Dataset records
----
//! Per-chain observation parameters and their validation.

use crate::chain::{chain_by_id, well_known, ChainId};
use crate::error::TypesError;
use crate::threshold::Threshold;
use serde::{Deserialize, Serialize};

/// Default minimum self-delegation for an observer (10^18 base units).
pub const DEFAULT_MIN_OBSERVER_DELEGATION: u128 = 1_000_000_000_000_000_000;

/// Configuration for observing one external chain.
#[derive(Clone, Debug, PartialEq, Eq, Serialize, Deserialize)]
pub struct ChainParams {
    pub chain_id: ChainId,
    /// Whether votes for this chain are accepted at all.
    pub is_supported: bool,
    pub ballot_threshold: Threshold,
    pub confirmation_count: u64,
    pub min_observer_delegation: u128,
    /// Polling cadence in seconds for inbound scanning.
    pub in_tx_ticker: u64,
    /// Polling cadence in seconds for outbound scanning.
    pub out_tx_ticker: u64,
    pub gas_price_ticker: u64,
    /// Blocks between outbound scheduling passes.
    pub outbound_schedule_interval: u64,
    /// Maximum number of outbound messages scheduled per pass.
    pub outbound_schedule_lookahead: u64,
    pub gas_limit: u64,
}

impl ChainParams {
    /// Per-entry checks. Home-chain entries are only checked for a known id.
    pub fn validate(&self) -> Result<(), TypesError> {
        let chain = chain_by_id(self.chain_id).ok_or(TypesError::UnknownChain(self.chain_id))?;
        if self.ballot_threshold > Threshold::UNANIMOUS {
            return Err(TypesError::InvalidThreshold(format!(
                "chain {} ballot_threshold {} exceeds 1",
                self.chain_id, self.ballot_threshold
            )));
        }
        if chain.is_pell_chain() {
            return Ok(());
        }

        let invalid = |reason: String| TypesError::InvalidChainParams {
            chain_id: self.chain_id,
            reason,
        };
        if self.confirmation_count == 0 {
            return Err(invalid("confirmation_count must be greater than 0".into()));
        }
        for (name, value) in [
            ("gas_price_ticker", self.gas_price_ticker),
            ("in_tx_ticker", self.in_tx_ticker),
            ("out_tx_ticker", self.out_tx_ticker),
        ] {
            if value == 0 || value > 300 {
                return Err(invalid(format!("{name} {value} out of range")));
            }
        }
        if self.outbound_schedule_interval == 0 || self.outbound_schedule_interval > 100 {
            return Err(invalid(format!(
                "outbound_schedule_interval {} out of range",
                self.outbound_schedule_interval
            )));
        }
        if self.outbound_schedule_lookahead == 0 || self.outbound_schedule_lookahead > 500 {
            return Err(invalid(format!(
                "outbound_schedule_lookahead {} out of range",
                self.outbound_schedule_lookahead
            )));
        }
        Ok(())
    }
}

/// The singleton list of chain params held by the module.
#[derive(Clone, Debug, Default, PartialEq, Eq, Serialize, Deserialize)]
pub struct ChainParamsList {
    pub chain_params: Vec<ChainParams>,
}

impl ChainParamsList {
    /// Every entry must validate, reference a known chain, and appear once.
    pub fn validate(&self) -> Result<(), TypesError> {
        let mut seen = std::collections::BTreeSet::new();
        for params in &self.chain_params {
            params.validate()?;
            if !seen.insert(params.chain_id) {
                return Err(TypesError::DuplicateChain(params.chain_id));
            }
        }
        Ok(())
    }

    pub fn get(&self, chain_id: ChainId) -> Option<&ChainParams> {
        self.chain_params.iter().find(|p| p.chain_id == chain_id)
    }

    /// Replace the entry for the same chain, or append a new one.
    pub fn upsert(&mut self, params: ChainParams) {
        match self.chain_params.iter_mut().find(|p| p.chain_id == params.chain_id) {
            Some(existing) => *existing = params,
            None => self.chain_params.push(params),
        }
    }

    /// Drop the entry for `chain_id`. Returns whether anything was removed.
    pub fn remove(&mut self, chain_id: ChainId) -> bool {
        let before = self.chain_params.len();
        self.chain_params.retain(|p| p.chain_id != chain_id);
        self.chain_params.len() != before
    }

    /// The default local development set: a local EVM chain and the home privnet.
    pub fn default_localnet() -> Self {
        Self {
            chain_params: vec![
                default_goerli_localnet_chain_params(),
                default_pell_privnet_chain_params(),
            ],
        }
    }
}

pub fn default_goerli_localnet_chain_params() -> ChainParams {
    ChainParams {
        chain_id: well_known::GOERLI_LOCALNET.id,
        is_supported: true,
        ballot_threshold: Threshold::DEFAULT,
        confirmation_count: 1,
        min_observer_delegation: DEFAULT_MIN_OBSERVER_DELEGATION,
        in_tx_ticker: 2,
        out_tx_ticker: 1,
        gas_price_ticker: 5,
        outbound_schedule_interval: 1,
        outbound_schedule_lookahead: 50,
        gas_limit: 2_000_000,
    }
}

pub fn default_pell_privnet_chain_params() -> ChainParams {
    ChainParams {
        chain_id: well_known::PELL_PRIVNET.id,
        is_supported: true,
        ballot_threshold: Threshold::DEFAULT,
        confirmation_count: 1,
        min_observer_delegation: DEFAULT_MIN_OBSERVER_DELEGATION,
        in_tx_ticker: 2,
        out_tx_ticker: 2,
        gas_price_ticker: 5,
        outbound_schedule_interval: 0,
        outbound_schedule_lookahead: 0,
        gas_limit: 200_000,
    }
}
----
TASK ITEM — For the data above, count every line in which the string "reason" appears, and answer with the count only.

RESPONSE AREA — 2